+++ Material to process

//! RAW-port TCP transport.

use std::io::{self, Write};
use std::net::{Shutdown, SocketAddr, TcpStream};
use std::time::Duration;

use socket2::{SockRef, TcpKeepalive};

use crate::addr::resolve_printer_addr;
use crate::{PrintError, Printer, PrinterConfig, Reconnectable};

/// Idle time before keepalive probes start.
const KEEPALIVE: Duration = Duration::from_secs(60);

/// A blocking connection to a printer's RAW port.
///
/// Label bytes are written as-is; nothing is read back. The socket is shut
/// down when the printer is dropped.
#[derive(Debug)]
pub struct TcpPrinter {
    stream: TcpStream,
    addr: SocketAddr,
    config: PrinterConfig,
}

impl TcpPrinter {
    /// Resolve `addr` (see [`resolve_printer_addr`]) and connect to it.
    pub fn connect(addr: &str, config: PrinterConfig) -> Result<Self, PrintError> {
        let addr = resolve_printer_addr(addr)?;
        let stream = open(addr, &config)?;
        Ok(Self {
            stream,
            addr,
            config,
        })
    }

    /// The resolved peer address.
    pub fn remote_addr(&self) -> SocketAddr {
        self.addr
    }

    /// Settings the connection was opened with.
    pub fn config(&self) -> &PrinterConfig {
        &self.config
    }
}

impl Printer for TcpPrinter {
    fn send_raw(&mut self, data: &[u8]) -> Result<(), PrintError> {
        self.stream
            .write_all(data)
            .and_then(|()| self.stream.flush())
            .map_err(PrintError::WriteFailed)
    }
}

impl Reconnectable for TcpPrinter {
    fn reconnect(&mut self) -> Result<(), PrintError> {
        let _ = self.stream.shutdown(Shutdown::Both);
        self.stream = open(self.addr, &self.config)?;
        Ok(())
    }
}

impl Drop for TcpPrinter {
    fn drop(&mut self) {
        let _ = self.stream.shutdown(Shutdown::Both);
    }
}

// ─── Socket setup ───────────────────────────────────────────────────────────

fn open(addr: SocketAddr, config: &PrinterConfig) -> Result<TcpStream, PrintError> {
    let connect = config.timeouts.connect;
    let stream = TcpStream::connect_timeout(&addr, connect).map_err(|source| {
        let addr = addr.to_string();
        match source.kind() {
            io::ErrorKind::ConnectionRefused => PrintError::ConnectionRefused { addr, source },
            io::ErrorKind::TimedOut | io::ErrorKind::WouldBlock => {
                PrintError::ConnectionTimeout {
                    addr,
                    timeout: connect,
                    source,
                }
            }
            _ => PrintError::ConnectionFailed { addr, source },
        }
    })?;

    tune(&stream, config).map_err(|source| PrintError::ConnectionFailed {
        addr: addr.to_string(),
        source,
    })?;
    Ok(stream)
}

/// Disable Nagle, enable keepalive and apply the write timeout.
fn tune(stream: &TcpStream, config: &PrinterConfig) -> io::Result<()> {
    stream.set_nodelay(true)?;

    let keepalive = TcpKeepalive::new().with_time(KEEPALIVE);
    #[cfg(any(target_os = "linux", target_os = "macos"))]
    let keepalive = keepalive.with_interval(KEEPALIVE);
    SockRef::from(stream).set_tcp_keepalive(&keepalive)?;

    stream.set_write_timeout(Some(config.timeouts.write))
}
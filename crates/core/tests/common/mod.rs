//! Shared test helpers for `zpl_label_core` integration tests.

#![allow(unreachable_pub)]

use std::path::PathBuf;

use zpl_label_core::grammar::ast::DrawCommand;
use zpl_label_core::grammar::parser::ParseResult;
use zpl_label_diagnostics::Severity;

// ─── Parse-result helpers ────────────────────────────────────────────────────

/// Collect diagnostic codes from parser diagnostics.
#[allow(dead_code)]
pub fn extract_diag_codes(result: &ParseResult) -> Vec<String> {
    result
        .diagnostics
        .iter()
        .map(|d| d.id.to_string())
        .collect()
}

/// Diagnostics of a given severity.
#[allow(dead_code)]
pub fn count_severity(result: &ParseResult, severity: Severity) -> usize {
    result
        .diagnostics
        .iter()
        .filter(|d| d.severity == severity)
        .count()
}

/// Command kinds in order, as `"text"`, `"box"` or `"barcode"`.
#[allow(dead_code)]
pub fn command_kinds(result: &ParseResult) -> Vec<&'static str> {
    result
        .commands
        .iter()
        .map(|c| match c {
            DrawCommand::Text { .. } => "text",
            DrawCommand::Box { .. } => "box",
            DrawCommand::Barcode { .. } => "barcode",
            _ => "other",
        })
        .collect()
}

// ─── Sample files ────────────────────────────────────────────────────────────

/// Path of the repository `samples/` directory.
#[allow(dead_code)]
pub fn samples_dir() -> PathBuf {
    let mut root = PathBuf::from(env!("CARGO_MANIFEST_DIR"));
    // crates/core -> repo root
    root.pop();
    root.pop();
    root.join("samples")
}

/// Read a sample file by name.
#[allow(dead_code)]
pub fn sample(name: &str) -> String {
    let path = samples_dir().join(name);
    std::fs::read_to_string(&path)
        .unwrap_or_else(|e| panic!("failed to read {}: {}", path.display(), e))
}
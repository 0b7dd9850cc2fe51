//! Placement of draw commands on an output canvas.
//!
//! This is where document dot-space and canvas pixel-space meet. One
//! [`ScaleContext`] is computed per call and every position and size goes
//! through it, so all elements of a label stay mutually consistent.
//!
//! Font sizes are heuristics, not font metrics: text is stamped with a
//! fixed-width bitmap font whose magnification approximates the requested
//! pixel size.

mod bars;

use serde::Serialize;

use crate::grammar::ast::{DrawCommand, FontSpec, LabelDocument, Point};
use crate::raster::font::{CELL_HEIGHT, CELL_WIDTH, text_width};
use crate::symbology::{Symbol, Symbology, encode};

// ─── Placed primitives ──────────────────────────────────────────────────────

/// An axis-aligned rectangle in canvas pixels; both corners are inclusive.
#[derive(Debug, Clone, Copy, PartialEq, Eq, Serialize)]
pub struct Rect {
    /// Left edge.
    pub x0: i32,
    /// Top edge.
    pub y0: i32,
    /// Right edge (inclusive).
    pub x1: i32,
    /// Bottom edge (inclusive).
    pub y1: i32,
}

impl Rect {
    /// Build a rectangle from two opposite corners, in any order.
    pub fn new(x0: i32, y0: i32, x1: i32, y1: i32) -> Self {
        Self {
            x0: x0.min(x1),
            y0: y0.min(y1),
            x1: x0.max(x1),
            y1: y0.max(y1),
        }
    }

    /// Width in pixels, counting both edges.
    pub fn width(&self) -> u32 {
        self.x0.abs_diff(self.x1) + 1
    }

    /// Height in pixels, counting both edges.
    pub fn height(&self) -> u32 {
        self.y0.abs_diff(self.y1) + 1
    }
}

/// A line of bitmap text.
#[derive(Debug, Clone, PartialEq, Eq, Serialize)]
pub struct TextStamp {
    /// Left edge of the first character cell.
    pub x: i32,
    /// Top edge of the character cells.
    pub y: i32,
    /// Characters to stamp.
    pub text: String,
    /// Integer scale applied to every glyph pixel.
    pub magnification: u32,
}

/// A drawing operation for the rasterizer, in canvas pixels.
#[derive(Debug, Clone, PartialEq, Eq, Serialize)]
#[serde(tag = "kind", rename_all = "lowercase")]
pub enum Primitive {
    /// Solid black rectangle.
    Fill(Rect),
    /// One-pixel black rectangle outline.
    Stroke(Rect),
    /// Bitmap text.
    Text(TextStamp),
}

// ─── Scale ──────────────────────────────────────────────────────────────────

/// Conversion factors from document dots to canvas pixels.
#[derive(Debug, Clone, Copy, PartialEq)]
pub struct ScaleContext {
    /// Horizontal pixels per dot.
    pub scale_x: f64,
    /// Vertical pixels per dot.
    pub scale_y: f64,
}

impl ScaleContext {
    /// Scale that maps `doc` onto a `canvas_w` x `canvas_h` canvas.
    pub fn new(doc: &LabelDocument, canvas_w: u32, canvas_h: u32) -> Self {
        Self {
            scale_x: f64::from(canvas_w) / f64::from(doc.width_dots.max(1)),
            scale_y: f64::from(canvas_h) / f64::from(doc.height_dots.max(1)),
        }
    }

    /// The same factor on both axes.
    pub fn uniform(scale: f64) -> Self {
        Self {
            scale_x: scale,
            scale_y: scale,
        }
    }

    /// The smaller of the two factors; used for sizes that must not distort.
    pub fn min(&self) -> f64 {
        self.scale_x.min(self.scale_y)
    }

    /// Scale a horizontal distance, truncating toward zero.
    pub fn x(&self, dots: u32) -> i32 {
        truncate(f64::from(dots) * self.scale_x)
    }

    /// Scale a vertical distance, truncating toward zero.
    pub fn y(&self, dots: u32) -> i32 {
        truncate(f64::from(dots) * self.scale_y)
    }

    fn point(&self, p: Point) -> (i32, i32) {
        (self.x(p.x), self.y(p.y))
    }
}

#[allow(clippy::cast_possible_truncation)]
pub(crate) fn truncate(v: f64) -> i32 {
    // `as` saturates at the i32 bounds and maps NaN to 0.
    v as i32
}

// ─── Layout ─────────────────────────────────────────────────────────────────

/// Minimum text size with an explicit `^A` font.
const MIN_FONT_PX: u32 = 10;
/// Minimum text size without a font.
const MIN_DEFAULT_FONT_PX: u32 = 20;
/// Default text size at scale 1 without a font.
const DEFAULT_FONT_PX: f64 = 60.0;
/// Minimum size of a centered serial number.
const MIN_SERIAL_FONT_PX: u32 = 30;
/// Barcode area width as a share of the document width.
const BARCODE_WIDTH_SHARE: f64 = 0.8;
/// Barcode area height in dots before scaling.
const BARCODE_HEIGHT_DOTS: f64 = 40.0;
/// Gap between the barcode area and its caption.
const CAPTION_GAP: i32 = 5;

/// Place `commands` on a `canvas_w` x `canvas_h` canvas.
///
/// Primitives come out in command order; each command may produce several.
pub fn layout(
    doc: &LabelDocument,
    commands: &[DrawCommand],
    canvas_w: u32,
    canvas_h: u32,
) -> Vec<Primitive> {
    let placer = Placer {
        doc,
        scale: ScaleContext::new(doc, canvas_w, canvas_h),
        canvas_w,
        canvas_h,
    };
    let mut out = Vec::new();
    for command in commands {
        placer.place(command, &mut out);
    }
    out
}

struct Placer<'a> {
    doc: &'a LabelDocument,
    scale: ScaleContext,
    canvas_w: u32,
    canvas_h: u32,
}

impl Placer<'_> {
    fn place(&self, command: &DrawCommand, out: &mut Vec<Primitive>) {
        match command {
            DrawCommand::Text {
                origin, text, font, ..
            } => out.push(Primitive::Text(self.text(*origin, text, font.as_ref()))),
            DrawCommand::Box {
                origin,
                width,
                height,
                thickness,
                ..
            } => self.boxed(*origin, *width, *height, *thickness, out),
            DrawCommand::Barcode {
                origin,
                symbology,
                data,
                ..
            } => self.barcode(*origin, *symbology, data, out),
        }
    }

    fn text(&self, origin: Point, text: &str, font: Option<&FontSpec>) -> TextStamp {
        if is_serial(text) {
            let px = MIN_SERIAL_FONT_PX.max(pixels(
                f64::from(self.doc.height_dots) * 0.6 * self.scale.scale_y,
            ));
            let magnification = self.magnification(px, text);
            return TextStamp {
                x: self.centered(text_width(text, magnification)),
                y: truncate(f64::from(self.canvas_h) * 0.1),
                text: text.to_string(),
                magnification,
            };
        }

        let px = match font {
            Some(f) => MIN_FONT_PX.max(pixels(f64::from(f.height) * self.scale.scale_y * 0.6)),
            None => MIN_DEFAULT_FONT_PX.max(pixels(DEFAULT_FONT_PX * self.scale.min())),
        };
        let (x, y) = self.scale.point(origin);
        TextStamp {
            x,
            y,
            text: text.to_string(),
            magnification: self.magnification(px, text),
        }
    }

    fn boxed(
        &self,
        origin: Point,
        width: u32,
        height: u32,
        thickness: u32,
        out: &mut Vec<Primitive>,
    ) {
        let (x, y) = self.scale.point(origin);
        let w = self.scale.x(width);
        let h = self.scale.y(height);
        let t = truncate(f64::from(thickness) * self.scale.min()).max(1);
        // Insets past the middle of the shorter side only redraw inked pixels,
        // and insets past the canvas edge are never visible.
        let visible = i32::try_from(self.canvas_w.min(self.canvas_h)).unwrap_or(i32::MAX);
        let t = t.min(w.min(h) / 2 + 1).min(visible.saturating_add(1));
        let (right, bottom) = (x.saturating_add(w), y.saturating_add(h));
        for i in 0..t {
            out.push(Primitive::Stroke(Rect::new(
                x.saturating_add(i),
                y.saturating_add(i),
                right - i,
                bottom - i,
            )));
        }
    }

    fn barcode(&self, origin: Point, symbology: Symbology, data: &str, out: &mut Vec<Primitive>) {
        let bar_w =
            truncate(f64::from(self.doc.width_dots) * BARCODE_WIDTH_SHARE * self.scale.scale_x);
        let bar_h = truncate(BARCODE_HEIGHT_DOTS * self.scale.scale_y);
        let x = self.centered(u32::try_from(bar_w).unwrap_or(0));
        let y = self.scale.y(origin.y);

        match encode(symbology, data) {
            Symbol::Linear(pattern) => bars::linear(&pattern, x, y, bar_w, bar_h, out),
            Symbol::QrPlaceholder(_) => bars::qr_placeholder(x, y, bar_w, bar_h, out),
        }

        let px = 4_u32.max(pixels(6.0 * self.scale.min()));
        let magnification = self.magnification(px, data);
        out.push(Primitive::Text(TextStamp {
            x: self.centered(text_width(data, magnification)),
            y: y.saturating_add(bar_h).saturating_add(CAPTION_GAP),
            text: data.to_string(),
            magnification,
        }));
    }

    /// Left edge that centers `width` pixels on the canvas.
    fn centered(&self, width: u32) -> i32 {
        truncate((f64::from(self.canvas_w) - f64::from(width)) / 2.0)
    }

    /// Glyph magnification for a `px`-high font, reduced until `text` fits
    /// the canvas width. Never below 1.
    fn magnification(&self, px: u32, text: &str) -> u32 {
        let wanted = (px / CELL_HEIGHT).max(1);
        let chars = u32::try_from(text.chars().count()).unwrap_or(u32::MAX);
        if chars == 0 {
            return wanted;
        }
        let fits = self.canvas_w / chars.saturating_mul(CELL_WIDTH);
        wanted.min(fits.max(1))
    }
}

/// A run of more than five ASCII digits: a serial number that the
/// generator lays out large and centered.
pub fn is_serial(text: &str) -> bool {
    text.len() > 5 && text.bytes().all(|b| b.is_ascii_digit())
}

#[allow(clippy::cast_possible_truncation, clippy::cast_sign_loss)]
fn pixels(v: f64) -> u32 {
    v as u32
}
//! Connection and retry settings.

use std::time::Duration;

/// Everything a transport needs besides the address.
#[non_exhaustive]
#[derive(Debug, Clone, Default, PartialEq, Eq)]
pub struct PrinterConfig {
    /// Socket timeouts.
    pub timeouts: PrinterTimeouts,
    /// Backoff policy for transient failures.
    pub retry: RetryConfig,
}

/// Socket timeouts.
///
/// Labels are small, but a printer busy feeding media can stall the
/// receive window, so writes get more room than connects.
#[non_exhaustive]
#[derive(Debug, Clone, PartialEq, Eq)]
pub struct PrinterTimeouts {
    /// Limit for establishing the TCP connection.
    pub connect: Duration,
    /// Limit for a single write to complete.
    pub write: Duration,
}

impl Default for PrinterTimeouts {
    fn default() -> Self {
        Self {
            connect: Duration::from_secs(5),
            write: Duration::from_secs(30),
        }
    }
}

/// Exponential backoff policy.
///
/// Only errors for which [`PrintError::is_retryable`](crate::PrintError::is_retryable)
/// holds are retried.
#[non_exhaustive]
#[derive(Debug, Clone, PartialEq, Eq)]
pub struct RetryConfig {
    /// Total attempts, the first one included. Must be at least 1.
    pub max_attempts: u32,
    /// Delay before the second attempt; doubled for each one after.
    pub initial_delay: Duration,
    /// Upper bound for any single delay.
    pub max_delay: Duration,
    /// Spread delays over the upper half of their range.
    pub jitter: bool,
}

impl RetryConfig {
    /// A policy that tries exactly once.
    pub fn no_retry() -> Self {
        Self {
            max_attempts: 1,
            ..Self::default()
        }
    }
}

impl Default for RetryConfig {
    fn default() -> Self {
        Self {
            max_attempts: 3,
            initial_delay: Duration::from_millis(500),
            max_delay: Duration::from_secs(10),
            jitter: true,
        }
    }
}
//! Terminal output: output mode selection and diagnostic rendering.
//!
//! Diagnostics with a span are drawn with ariadne against the ZPL source;
//! the rest become one-line messages. Everything diagnostic goes to stderr
//! so stdout stays clean for data.

use std::io::{self, IsTerminal};

use ariadne::{Color, Config, Fmt, Label, Report, ReportKind, Source};
use serde::Serialize;
use zpl_label_diagnostics::{Diagnostic, Severity};

// ─── Output mode ────────────────────────────────────────────────────────────

/// How results are written.
#[derive(Debug, Clone, Copy, PartialEq, Eq)]
pub(crate) enum Format {
    /// Human-oriented text with colour.
    Pretty,
    /// One JSON document on stdout.
    Json,
}

impl Format {
    /// The explicit `--output` choice, or pretty on a terminal and JSON
    /// when piped.
    pub(crate) fn resolve_or_detect(explicit: Option<&str>) -> Self {
        match explicit {
            Some("json") => Format::Json,
            Some("pretty") => Format::Pretty,
            _ if io::stdout().is_terminal() => Format::Pretty,
            _ => Format::Json,
        }
    }
}

/// Print `value` as pretty JSON on stdout.
pub(crate) fn print_json<T: Serialize + ?Sized>(value: &T) -> anyhow::Result<()> {
    println!("{}", serde_json::to_string_pretty(value)?);
    Ok(())
}

// ─── Diagnostics ────────────────────────────────────────────────────────────

fn report_kind(severity: Severity) -> ReportKind<'static> {
    match severity {
        Severity::Info => ReportKind::Advice,
        _ => ReportKind::Warning,
    }
}

fn severity_color(severity: Severity) -> Color {
    match severity {
        Severity::Warn => Color::Yellow,
        Severity::Info => Color::Blue,
        _ => Color::White,
    }
}

fn context_note(diag: &Diagnostic) -> Option<String> {
    let ctx = diag.context.as_ref().filter(|c| !c.is_empty())?;
    Some(
        ctx.iter()
            .map(|(k, v)| format!("{k}={v}"))
            .collect::<Vec<_>>()
            .join(", "),
    )
}

/// Draw `diagnostics` for `source` (shown as `filename`) on stderr.
pub(crate) fn render_diagnostics(source: &str, filename: &str, diagnostics: &[Diagnostic]) {
    let config = Config::default().with_compact(false);
    let mut cache = (filename, Source::from(source));

    for diag in diagnostics {
        let note = context_note(diag);
        let Some(span) = diag.span else {
            eprintln!("{}[{}]: {}", diag.severity, diag.id, diag.message);
            if let Some(note) = note {
                eprintln!("  = note: {note}");
            }
            continue;
        };

        // spans may point past a truncated source
        let start = span.start.min(source.len());
        let end = span.end.min(source.len()).max(start);
        let label = note.clone().unwrap_or_else(|| diag.message.clone());

        let mut report = Report::build(report_kind(diag.severity), (filename, start..end))
            .with_code(diag.id.as_ref())
            .with_message(&diag.message)
            .with_config(config)
            .with_label(
                Label::new((filename, start..end))
                    .with_message(label)
                    .with_color(severity_color(diag.severity)),
            );
        if let Some(help) = diag.explain() {
            report = report.with_help(help);
        }
        report.finish().eprint(&mut cache).ok();
    }
}

/// Severity counts, e.g. `1 warning, 2 info`. Nothing for no findings.
pub(crate) fn print_summary(diagnostics: &[Diagnostic]) {
    let count = |wanted: Severity| diagnostics.iter().filter(|d| d.severity == wanted).count();
    let plural = |n: usize| if n == 1 { "" } else { "s" };

    let warnings = count(Severity::Warn);
    let infos = count(Severity::Info);

    let mut parts = Vec::new();
    if warnings > 0 {
        let text = format!("{warnings} warning{}", plural(warnings));
        parts.push(text.fg(Color::Yellow).to_string());
    }
    if infos > 0 {
        parts.push(format!("{infos} info").fg(Color::Blue).to_string());
    }
    if !parts.is_empty() {
        eprintln!("{}", parts.join(", "));
    }
}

++++++

→ **Task item**
Look through the listing and return each line containing the word "ScaleContext".

→ **Solution below**
//! [`ScaleContext`] is computed per call and every position and size goes
pub struct ScaleContext {
impl ScaleContext {
        scale: ScaleContext::new(doc, canvas_w, canvas_h),
    scale: ScaleContext,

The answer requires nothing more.